Ai Wei Wei’s Interview With the Chinese Digital Thought Police

By Brian Fung

 

inShare Oct 26 2012, 12:49 PM ET 1

What it is like being a member of the government’s “50-Cent Gang"?

RTR2CACZ-615.jpgWeb users log on at an Internet cafe in Shanxi province. (Reuters)

China’s Web censorship machine is in full swing again after The New York Times published a story Thursday on Premier Wen Jiabao’s massive family fortune that stretches into the billions of dollars. Within hours of the report, the Times’ English- and Chinese-language websites had become unreachable from inside the People’s Republic.

But even before China’s Great Firewall had lumbered into motion, anonymous digital cheerleaders for the government were probably already hard at work spinning Beijing’s response to the news. Members of the so-called “50-Cent Gang" are paid by the state to sway public opinion on Internet forums and chatrooms. These individuals portray themselves online as ordinary Chinese with a point of view, but in an environment where talk is cheap and nobody knows you’re a dog, much less a paid government agent, the 50-Cent Gang generally enjoys free rein.

Ai Wei Wei, the artist and critic, sat down earlier this month with one of these semi-official public relations officers in Beijing’s employ. Their conversation reveals a surprisingly structured approach to what others might liken to Western Internet trolling:

Can you describe your work in detail?
The process has three steps – receive task, search for topic, post comments to guide public opinion. Receiving a task mainly involves ensuring you open your email box every day. Usually after an event has happened, or even before the news has come out, we’ll receive an email telling us what the event is, then instructions on which direction to guide the netizens’ thoughts, to blur their focus, or to fan their enthusiasm for certain ideas. After we’ve found the relevant articles or news on a website, according to the overall direction given by our superiors we start to write articles, post or reply to comments. This requires a lot of skill. You can’t write in a very official manner, you must conceal your identity, write articles in many dif­ferent styles, sometimes even have a dialogue with yourself, argue, debate. In sum, you want to create illusions to attract the attention and comments of netizens.

The work often borders on psycho-social analysis:

In a forum, there are three roles for you to play: the leader, the follower, the onlooker or unsuspecting member of the public. The leader is the relatively authoritative speaker, who usually appears after a controversy and speaks with powerful evidence. The public usually finds such users very convincing. There are two opposing groups of followers. The role they play is to continuously debate, argue, or even swear on the forum. This will attract attention from observers. At the end of the argument, the leader appears, brings out some powerful evidence, makes public opinion align with him and the objective is achieved. The third type is the onlookers, the netizens.
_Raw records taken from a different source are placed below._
impl CollNetTransport for CollectiveV8Adapter {
    fn name(&self) -> &str {
        &self.name
    }

    fn generation(&self) -> AbiGeneration {
        AbiGeneration::V8
    }

    fn init(&self, _comm_id: u64) -> TransportResult<()> {
        check(unsafe { (self.table().init)(LOGGER) }, "init")
    }

    fn finalize(&self) -> TransportResult<()> {
        Ok(())
    }

    fn devices(&self) -> TransportResult<i32> {
        let mut ndev: c_int = 0;
        check(unsafe { (self.table().devices)(&mut ndev) }, "devices")?;
        Ok(ndev)
    }

    fn properties(&self, dev: i32) -> TransportResult<NetProperties> {
        let mut props: PropertiesV8 = unsafe { std::mem::zeroed() };
        check(unsafe { (self.table().get_properties)(dev, &mut props) }, "properties")?;
        Ok(unsafe { base_properties!(props).into_current() })
    }

    fn listen(&self, dev: i32, handle: &mut ConnectHandle) -> TransportResult<ListenComm> {
        let mut comm = ptr::null_mut();
        check(
            unsafe { (self.table().listen)(dev, handle.as_mut_ptr(), &mut comm) },
            "listen",
        )?;
        required(comm, "listen")
    }

    fn connect(
        &self,
        handles: &mut [ConnectHandle],
        listen: ListenComm,
    ) -> TransportResult<Option<CollComm>> {
        let nranks = size_to_int(handles.len(), "connect")?;
        let mut handle_ptrs: Vec<*mut c_void> = handles.iter_mut().map(|h| h.as_mut_ptr()).collect();
        let mut comm = ptr::null_mut();
        check(
            unsafe {
                (self.table().connect)(handle_ptrs.as_mut_ptr(), nranks, listen.as_ptr(), &mut comm)
            },
            "connect",
        )?;
        Ok(pending(comm))
    }

    fn reduction_support(&self, data_type: DataType, op: ReduceOp) -> TransportResult<bool> {
        let mut supported: c_int = 0;
        check(
            unsafe { (self.table().reduction_support)(data_type.code(), op.code(), &mut supported) },
            "reduction_support",
        )?;
        Ok(supported != 0)
    }

    unsafe fn reg_mr(
        &self,
        comm: CollComm,
        data: *mut c_void,
        size: usize,
        ptr_type: PtrSupport,
    ) -> TransportResult<MemHandle> {
        let size = size_to_int(size, "reg_mr")?;
        let mut mhandle = ptr::null_mut();
        check(
            unsafe { (self.table().reg_mr)(comm.as_ptr(), data, size, ptr_type.bits(), &mut mhandle) },
            "reg_mr",
        )?;
        required(mhandle, "reg_mr")
    }

    fn dereg_mr(&self, comm: CollComm, mhandle: MemHandle) -> TransportResult<()> {
        check(
            unsafe { (self.table().dereg_mr)(comm.as_ptr(), mhandle.as_ptr()) },
            "dereg_mr",
        )
    }

    unsafe fn iallreduce(
        &self,
        comm: CollComm,
        send: *mut c_void,
        recv: *mut c_void,
        count: usize,
        data_type: DataType,
        op: ReduceOp,
        send_mhandle: MemHandle,
        recv_mhandle: MemHandle,
    ) -> TransportResult<Option<Request>> {
        let count = size_to_int(count, "iallreduce")?;
        let mut request = ptr::null_mut();
        check(
            unsafe {
                (self.table().iallreduce)(
                    comm.as_ptr(),
                    send,
                    recv,
                    count,
                    data_type.code(),
                    op.code(),
                    send_mhandle.as_ptr(),
                    recv_mhandle.as_ptr(),
                    &mut request,
                )
            },
            "iallreduce",
        )?;
        Ok(pending(request))
    }

    unsafe fn iallgather(
        &self,
        _comm: CollComm,
        _send: *mut c_void,
        _recv: *mut c_void,
        _bytes_per_rank: usize,
        _send_mhandle: MemHandle,
        _recv_mhandle: MemHandle,
    ) -> TransportResult<Option<Request>> {
        Err(TransportError::Unsupported {
            operation: "iallgather",
            generation: AbiGeneration::V8,
        })
    }

    unsafe fn iflush(
        &self,
        comm: CollComm,
        data: *mut c_void,
        size: usize,
        mhandle: MemHandle,
    ) -> TransportResult<Option<Request>> {
        let iflush = self.table().iflush.ok_or(TransportError::Unsupported {
            operation: "iflush",
            generation: AbiGeneration::V8,
        })?;
        let size = size_to_int(size, "iflush")?;
        let mut request = ptr::null_mut();
        check(
            unsafe { iflush(comm.as_ptr(), data, size, mhandle.as_ptr(), &mut request) },
            "iflush",
        )?;
        Ok(pending(request))
    }

    fn test(&self, request: Request) -> TransportResult<Option<usize>> {
        let mut done: c_int = 0;
        let mut size: c_int = 0;
        check(unsafe { (self.table().test)(request.as_ptr(), &mut done, &mut size) }, "test")?;
        if done == 0 {
            return Ok(None);
        }
        int_to_size(size, "test").map(Some)
    }

    fn close_coll(&self, comm: CollComm) -> TransportResult<()> {
        check(unsafe { (self.table().close_coll)(comm.as_ptr()) }, "close_coll")
    }

    fn close_listen(&self, comm: ListenComm) -> TransportResult<()> {
        check(unsafe { (self.table().close_listen)(comm.as_ptr()) }, "close_listen")
    }
}
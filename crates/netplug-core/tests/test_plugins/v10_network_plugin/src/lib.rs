//! A network plugin that only speaks ABI generation 10.
//!
//! Two host devices, no collective family. Connection and data-path entry
//! points report an internal error: the loader tests never drive traffic.
use std::ffi::{c_char, c_int, c_void};
use std::ptr;

const SUCCESS: c_int = 0;
const INTERNAL_ERROR: c_int = 3;

type Logger = unsafe extern "C" fn(level: c_int, message: *const c_char);

#[repr(C)]
pub struct VDeviceProps {
    ndevs: c_int,
    devs: [c_int; 4],
}

#[repr(C)]
pub struct PropertiesV10 {
    name: *mut c_char,
    pci_path: *mut c_char,
    guid: u64,
    ptr_support: c_int,
    reg_is_global: c_int,
    speed: c_int,
    port: c_int,
    latency: f32,
    max_comms: c_int,
    max_recvs: c_int,
    net_device_type: c_int,
    net_device_version: c_int,
    vprops: VDeviceProps,
    max_p2p_bytes: usize,
    max_coll_bytes: usize,
    max_multi_request_size: c_int,
}

#[repr(C)]
pub struct NetworkV10 {
    name: *const c_char,
    init: unsafe extern "C" fn(Option<Logger>) -> c_int,
    devices: unsafe extern "C" fn(*mut c_int) -> c_int,
    get_properties: unsafe extern "C" fn(c_int, *mut PropertiesV10) -> c_int,
    listen: unsafe extern "C" fn(c_int, *mut c_void, *mut *mut c_void) -> c_int,
    connect: unsafe extern "C" fn(c_int, *mut c_void, *mut *mut c_void) -> c_int,
    accept: unsafe extern "C" fn(*mut c_void, *mut *mut c_void) -> c_int,
    reg_mr: unsafe extern "C" fn(*mut c_void, *mut c_void, usize, c_int, *mut *mut c_void) -> c_int,
    dereg_mr: unsafe extern "C" fn(*mut c_void, *mut c_void) -> c_int,
    isend: unsafe extern "C" fn(
        *mut c_void,
        *mut c_void,
        usize,
        c_int,
        *mut c_void,
        *mut c_void,
        *mut *mut c_void,
    ) -> c_int,
    irecv: unsafe extern "C" fn(
        *mut c_void,
        c_int,
        *mut *mut c_void,
        *mut usize,
        *mut c_int,
        *mut *mut c_void,
        *mut *mut c_void,
        *mut *mut c_void,
    ) -> c_int,
    test: unsafe extern "C" fn(*mut c_void, *mut c_int, *mut c_int) -> c_int,
    close_send: unsafe extern "C" fn(*mut c_void) -> c_int,
    close_recv: unsafe extern "C" fn(*mut c_void) -> c_int,
    close_listen: unsafe extern "C" fn(*mut c_void) -> c_int,
    make_vdevice: Option<unsafe extern "C" fn(*mut c_int, *mut VDeviceProps) -> c_int>,
}

// The table is immutable data read by the host.
unsafe impl Sync for NetworkV10 {}

unsafe extern "C" fn init(logger: Option<Logger>) -> c_int {
    if let Some(logger) = logger {
        logger(1, b"v10 test plugin initialized\0".as_ptr().cast());
    }
    SUCCESS
}

unsafe extern "C" fn devices(ndev: *mut c_int) -> c_int {
    *ndev = 2;
    SUCCESS
}

unsafe extern "C" fn get_properties(dev: c_int, props: *mut PropertiesV10) -> c_int {
    if !(0..2).contains(&dev) {
        return 4;
    }
    ptr::write(
        props,
        PropertiesV10 {
            name: b"test0\0".as_ptr() as *mut c_char,
            pci_path: ptr::null_mut(),
            guid: 0x1000 + dev as u64,
            ptr_support: 0x1,
            reg_is_global: 0,
            speed: 100_000,
            port: dev + 1,
            latency: 0.0,
            max_comms: 1024,
            max_recvs: 1,
            net_device_type: 0,
            net_device_version: 0,
            vprops: VDeviceProps { ndevs: 1, devs: [dev, 0, 0, 0] },
            max_p2p_bytes: 1 << 31,
            max_coll_bytes: 1 << 31,
            max_multi_request_size: 1,
        },
    );
    SUCCESS
}

unsafe extern "C" fn no_endpoint(_: c_int, _: *mut c_void, _: *mut *mut c_void) -> c_int {
    INTERNAL_ERROR
}

unsafe extern "C" fn no_accept(_: *mut c_void, _: *mut *mut c_void) -> c_int {
    INTERNAL_ERROR
}

unsafe extern "C" fn no_reg(_: *mut c_void, _: *mut c_void, _: usize, _: c_int, _: *mut *mut c_void) -> c_int {
    INTERNAL_ERROR
}

unsafe extern "C" fn no_dereg(_: *mut c_void, _: *mut c_void) -> c_int {
    INTERNAL_ERROR
}

unsafe extern "C" fn no_send(
    _: *mut c_void,
    _: *mut c_void,
    _: usize,
    _: c_int,
    _: *mut c_void,
    _: *mut c_void,
    _: *mut *mut c_void,
) -> c_int {
    INTERNAL_ERROR
}

unsafe extern "C" fn no_recv(
    _: *mut c_void,
    _: c_int,
    _: *mut *mut c_void,
    _: *mut usize,
    _: *mut c_int,
    _: *mut *mut c_void,
    _: *mut *mut c_void,
    _: *mut *mut c_void,
) -> c_int {
    INTERNAL_ERROR
}

unsafe extern "C" fn no_test(_: *mut c_void, _: *mut c_int, _: *mut c_int) -> c_int {
    INTERNAL_ERROR
}

unsafe extern "C" fn close(_: *mut c_void) -> c_int {
    SUCCESS
}

#[no_mangle]
#[allow(non_upper_case_globals)]
pub static networkPlugin_v10: NetworkV10 = NetworkV10 {
    name: b"v10-test\0".as_ptr() as *const c_char,
    init,
    devices,
    get_properties,
    listen: no_endpoint,
    connect: no_endpoint,
    accept: no_accept,
    reg_mr: no_reg,
    dereg_mr: no_dereg,
    isend: no_send,
    irecv: no_recv,
    test: no_test,
    close_send: close,
    close_recv: close,
    close_listen: close,
    make_vdevice: None,
};
//! # Netplug Plugin System
//!
//! Locates a network-transport plugin that speaks one of several historical
//! ABI generations and presents it through a single current call surface.
//!
//! ## Key Submodules and Responsibilities:
//!
//! - **[`generation`]**: The closed set of supported ABI generations
//!   ([`AbiGeneration`]), the two transport families ([`TransportFamily`]),
//!   and the exact exported symbol name of every (family, generation).
//! - **[`abi`]**: Frozen `#[repr(C)]` table layouts per generation, plus the
//!   adapter (or, for the newest generation, native binding) that presents
//!   each through the current surface.
//! - **[`module`]**: Loaded shared libraries ([`PluginModule`]) and the
//!   [`SymbolSource`](module::SymbolSource) lookup seam.
//! - **[`resolver`]**: One [`VersionedResolver`](resolver::VersionedResolver)
//!   per (family, generation), caching results in a per-module
//!   [`ModuleContext`](resolver::ModuleContext).
//! - **[`tables`]**: Generation-tagged table unions and the family markers
//!   that tie them to their call surface.
//! - **[`loader`]**: The orchestrator ([`PluginLoader`]): opens the library,
//!   runs each family's chain newest first and adopts the first hit.
//! - **[`traits`]**: The current call surface, [`NetTransport`] and
//!   [`CollNetTransport`].
//! - **[`error`]**: Loading and transport error types.
pub mod abi;
pub mod error;
pub mod generation;
pub mod loader;
pub mod module;
pub mod resolver;
pub mod tables;
pub mod traits;

pub use error::{PluginSystemError, TransportError, TransportResult};
pub use generation::{AbiGeneration, TransportFamily};
pub use loader::{FamilySummary, LoadReport, LoadedPlugin, PluginLoader};
pub use module::{PluginModule, SymbolAddr, SymbolSource};
pub use resolver::{ModuleContext, Resolution, VersionedResolver};
pub use tables::{Collective, CollectiveTable, Network, NetworkTable};
pub use traits::{CollNetTransport, NetProperties, NetTransport};

// Test module declaration
#[cfg(test)]
mod tests;
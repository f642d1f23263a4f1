pub mod config_tests;
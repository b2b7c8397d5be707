//! Cover-email drafting.
//!
//! One capability, three interchangeable implementations:
//! - [`TemplateDeriver`]: fixed letter, string substitution only
//! - [`StructuredDeriver`]: backend drafts from county/municipality/clerk
//! - [`DocumentDeriver`]: backend drafts from the uploaded document's text
//!
//! Exactly one is active per deployment, chosen by [`DraftMode`].

pub mod document;
pub mod parse;
pub mod structured;
pub mod template;

pub use document::DocumentDeriver;
pub use structured::StructuredDeriver;
pub use template::TemplateDeriver;

use std::fmt;
use std::str::FromStr;
use std::sync::Arc;
use std::time::Duration;

use async_trait::async_trait;
use serde::Serialize;

use crate::error::DraftError;
use crate::llm::{ChatMessage, CompletionRequest, LlmProvider};
use crate::request::IncomingRequest;

/// Sampling temperature for drafting calls.
const DRAFT_TEMPERATURE: f32 = 0.3;
/// Upper bound on drafted output.
const DRAFT_MAX_TOKENS: u32 = 2048;

/// Subject and body of the cover email.
#[derive(Debug, Clone, PartialEq, Eq, Serialize)]
pub struct DraftContent {
    pub subject: String,
    pub body: String,
}

impl DraftContent {
    /// Build a draft, enforcing non-empty printable text in both fields.
    pub fn new(subject: impl Into<String>, body: impl Into<String>) -> Result<Self, DraftError> {
        let subject = subject.into().trim().to_string();
        let body = body.into().trim().to_string();

        if subject.is_empty() {
            return Err(invalid("subject", "empty"));
        }
        if subject.chars().any(char::is_control) {
            return Err(invalid("subject", "contains control characters"));
        }
        if body.is_empty() {
            return Err(invalid("body", "empty"));
        }
        if body
            .chars()
            .any(|c| c.is_control() && !matches!(c, '\n' | '\r' | '\t'))
        {
            return Err(invalid("body", "contains control characters"));
        }

        Ok(Self { subject, body })
    }
}

fn invalid(field: &'static str, reason: &str) -> DraftError {
    DraftError::InvalidContent {
        field,
        reason: reason.to_string(),
    }
}

/// Which deriver a deployment runs.
#[derive(Debug, Clone, Copy, PartialEq, Eq, Serialize)]
#[serde(rename_all = "lowercase")]
pub enum DraftMode {
    Template,
    Structured,
    Document,
}

impl DraftMode {
    /// Whether this mode calls the generative backend.
    pub fn uses_llm(self) -> bool {
        !matches!(self, Self::Template)
    }

    pub fn as_str(self) -> &'static str {
        match self {
            Self::Template => "template",
            Self::Structured => "structured",
            Self::Document => "document",
        }
    }
}

impl fmt::Display for DraftMode {
    fn fmt(&self, f: &mut fmt::Formatter<'_>) -> fmt::Result {
        f.write_str(self.as_str())
    }
}

impl FromStr for DraftMode {
    type Err = String;

    fn from_str(s: &str) -> Result<Self, Self::Err> {
        match s.trim().to_ascii_lowercase().as_str() {
            "template" | "static" => Ok(Self::Template),
            "structured" | "ai" => Ok(Self::Structured),
            "document" | "pdf" => Ok(Self::Document),
            other => Err(format!(
                "unknown draft mode '{other}' (expected template, structured or document)"
            )),
        }
    }
}

/// Produces the cover email's subject and body for one request.
#[async_trait]
pub trait ContentDeriver: Send + Sync {
    fn mode(&self) -> DraftMode;

    async fn derive(&self, request: &IncomingRequest) -> Result<DraftContent, DraftError>;
}

/// Send one instruction to the backend and parse its JSON draft.
///
/// The call is bounded by `timeout`; no retry is attempted.
pub(crate) async fn complete_draft(
    llm: &dyn LlmProvider,
    instruction: String,
    timeout: Duration,
) -> Result<DraftContent, DraftError> {
    let request = CompletionRequest::new(vec![ChatMessage::user(instruction)])
        .with_temperature(DRAFT_TEMPERATURE)
        .with_max_tokens(DRAFT_MAX_TOKENS);

    let response = tokio::time::timeout(timeout, llm.complete(request))
        .await
        .map_err(|_| DraftError::Timeout(timeout))??;

    parse::parse_draft(&response.content)
}

/// Construct the deriver for `mode`.
///
/// `llm` must be present for the AI modes.
pub fn create_deriver(
    mode: DraftMode,
    llm: Option<Arc<dyn LlmProvider>>,
    signature: &str,
    llm_timeout: Duration,
) -> Result<Arc<dyn ContentDeriver>, crate::error::ConfigError> {
    let require_llm = |llm: Option<Arc<dyn LlmProvider>>| {
        llm.ok_or_else(|| crate::error::ConfigError::MissingRequired {
            key: "llm".to_string(),
            hint: format!("draft mode '{mode}' needs a generative backend"),
        })
    };

    let deriver: Arc<dyn ContentDeriver> = match mode {
        DraftMode::Template => Arc::new(TemplateDeriver::new(signature)),
        DraftMode::Structured => Arc::new(StructuredDeriver::new(
            require_llm(llm)?,
            signature,
            llm_timeout,
        )),
        DraftMode::Document => Arc::new(DocumentDeriver::new(
            require_llm(llm)?,
            Arc::new(crate::extract::PdfTextExtractor),
            llm_timeout,
        )),
    };
    Ok(deriver)
}

#[cfg(test)]
pub(crate) mod test_support {
    use std::sync::Mutex;

    use async_trait::async_trait;

    use crate::error::LlmError;
    use crate::llm::{CompletionRequest, CompletionResponse, LlmProvider, Role};
    use crate::request::{EmailAddress, IncomingRequest, Upload};

    /// Backend that returns a canned reply and records every prompt.
    pub struct ScriptedLlm {
        reply: Result<String, String>,
        pub prompts: Mutex<Vec<String>>,
    }

    impl ScriptedLlm {
        pub fn replying(reply: &str) -> Self {
            Self {
                reply: Ok(reply.to_string()),
                prompts: Mutex::new(Vec::new()),
            }
        }

        pub fn failing(reason: &str) -> Self {
            Self {
                reply: Err(reason.to_string()),
                prompts: Mutex::new(Vec::new()),
            }
        }

        pub fn calls(&self) -> usize {
            self.prompts.lock().unwrap().len()
        }

        pub fn last_prompt(&self) -> String {
            self.prompts.lock().unwrap().last().cloned().unwrap_or_default()
        }
    }

    #[async_trait]
    impl LlmProvider for ScriptedLlm {
        fn model_name(&self) -> &str {
            "scripted"
        }

        async fn complete(
            &self,
            request: CompletionRequest,
        ) -> Result<CompletionResponse, LlmError> {
            self.prompts.lock().unwrap().push(request.joined(Role::User));
            match &self.reply {
                Ok(content) => Ok(CompletionResponse {
                    content: content.clone(),
                }),
                Err(reason) => Err(LlmError::RequestFailed {
                    provider: "scripted".to_string(),
                    reason: reason.clone(),
                }),
            }
        }
    }

    pub fn request(
        county: Option<&str>,
        municipality: Option<&str>,
        clerk_name: Option<&str>,
    ) -> IncomingRequest {
        IncomingRequest {
            recipient: EmailAddress::new("clerk@willingboronj.gov").unwrap(),
            county: county.map(String::from),
            municipality: municipality.map(String::from),
            clerk_name: clerk_name.map(String::from),
            document: Upload::new(Some("opra.pdf".into()), b"%PDF-1.4".to_vec()),
        }
    }
}
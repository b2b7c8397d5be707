//! Fixed-letter drafting. No backend involved.

use async_trait::async_trait;

use super::{ContentDeriver, DraftContent, DraftMode};
use crate::error::DraftError;
use crate::request::IncomingRequest;

/// Subject prefix for template drafts.
pub const SUBJECT_PREFIX: &str = "OPRA Request: Accident Reports for ";

/// Drafts a five-paragraph OPRA request letter by substitution.
#[derive(Debug, Clone)]
pub struct TemplateDeriver {
    signature: String,
}

impl TemplateDeriver {
    pub fn new(signature: &str) -> Self {
        Self {
            signature: signature.to_string(),
        }
    }

    /// Render the letter. Pure and deterministic.
    pub fn render(
        &self,
        county: &str,
        municipality: &str,
        clerk_name: &str,
    ) -> Result<DraftContent, DraftError> {
        let subject = format!("{SUBJECT_PREFIX}{municipality}");
        let body = format!(
            "Dear {clerk_name},\n\n\
             Pursuant to the New Jersey Open Public Records Act (OPRA), N.J.S.A. 47:1A-1 et seq., \
             we respectfully request copies of the motor vehicle accident reports maintained by \
             the {municipality}, {county} County police department.\n\n\
             The completed OPRA request form is attached to this email. It identifies the \
             specific records sought, including the relevant dates and locations.\n\n\
             We ask that the responsive records be provided electronically, by reply to this \
             email, where possible. If any fees apply, please let us know before the records \
             are prepared.\n\n\
             If any portion of this request is denied, please cite the specific exemption \
             relied upon so that we may review it.\n\n\
             Thank you for your time and assistance. Please do not hesitate to contact us if \
             you need any additional information.\n\n\
             Sincerely,\n\
             {signature}",
            signature = self.signature,
        );
        DraftContent::new(subject, body)
    }
}

#[async_trait]
impl ContentDeriver for TemplateDeriver {
    fn mode(&self) -> DraftMode {
        DraftMode::Template
    }

    async fn derive(&self, request: &IncomingRequest) -> Result<DraftContent, DraftError> {
        let county = request.county().ok_or(DraftError::MissingField("county"))?;
        let municipality = request
            .municipality()
            .ok_or(DraftError::MissingField("municipality"))?;
        let clerk_name = request
            .clerk_name()
            .ok_or(DraftError::MissingField("clerk_name"))?;

        self.render(county, municipality, clerk_name)
    }
}
//! Backend drafting from county, municipality and clerk name.

use std::sync::Arc;
use std::time::Duration;

use async_trait::async_trait;
use tracing::info;

use super::template::SUBJECT_PREFIX;
use super::{ContentDeriver, DraftContent, DraftMode, complete_draft};
use crate::error::DraftError;
use crate::llm::LlmProvider;
use crate::request::IncomingRequest;

/// Asks the backend for a JSON `{subject, body}` built from the form fields.
pub struct StructuredDeriver {
    llm: Arc<dyn LlmProvider>,
    firm: String,
    timeout: Duration,
}

impl StructuredDeriver {
    pub fn new(llm: Arc<dyn LlmProvider>, firm: &str, timeout: Duration) -> Self {
        Self {
            llm,
            firm: firm.to_string(),
            timeout,
        }
    }

    /// Field values are interpolated verbatim.
    pub fn instruction(&self, county: &str, municipality: &str, clerk_name: &str) -> String {
        format!(
            "You are a helpful paralegal assistant for {firm}.\n\
             Your task is to draft a polite and professional OPRA request email.\n\n\
             Use the following information:\n\
             - County: \"{county}\"\n\
             - Municipality: \"{municipality}\"\n\
             - Clerk's Name: \"{clerk_name}\"\n\n\
             Generate a JSON object with two keys: \"subject\" and \"body\".\n\
             - The \"subject\" must be exactly \"{SUBJECT_PREFIX}{municipality}\".\n\
             - The \"body\" should be addressed to the clerk by name and mention the \
             municipality. It should state that the OPRA request form is attached.\n\n\
             Your entire response must be only the JSON object.",
            firm = self.firm,
        )
    }
}

#[async_trait]
impl ContentDeriver for StructuredDeriver {
    fn mode(&self) -> DraftMode {
        DraftMode::Structured
    }

    async fn derive(&self, request: &IncomingRequest) -> Result<DraftContent, DraftError> {
        let county = request.county().ok_or(DraftError::MissingField("county"))?;
        let municipality = request
            .municipality()
            .ok_or(DraftError::MissingField("municipality"))?;
        let clerk_name = request
            .clerk_name()
            .ok_or(DraftError::MissingField("clerk_name"))?;

        info!(
            county = county,
            municipality = municipality,
            model = self.llm.model_name(),
            "Requesting drafted email from backend"
        );

        let instruction = self.instruction(county, municipality, clerk_name);
        complete_draft(self.llm.as_ref(), instruction, self.timeout).await
    }
}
They are our true target “clients". We influence the third group mainly through role-playing between the other two kinds of identity. You could say we’re like directors, influencing the audience through our own writing, directing and acting. Sometimes I feel like I have a split personality.

What the 50-Cent Gang does is no easy task. But its members earn little more than $100 a month for their toil:

It’s calculated on a monthly basis, according to quantity and quality. It’s basically calculated at 50 yuan per 100 comments. When there’s an unexpected event, the compensation might be higher. If you work together to guide public opinion on a hot topic and several dozen people are posting, the compensation for those days counts for more. Basically, the compensation is very low. I work part-time. On average, the monthly pay is about 500-600 yuan. There are people who work full-time on this. It’s possible they could earn thousands of yuan a month.

On whether the commenter’s personal convictions clash with his employer’s:

Do you think the government has the right to guide public opinion?
Personally, I think absolutely not. But in China, the government absolutely must interfere and guide public opinion. The majority of Chinese netizens are incited too easily, don’t think for themselves and are deceived and incited too easily by false news.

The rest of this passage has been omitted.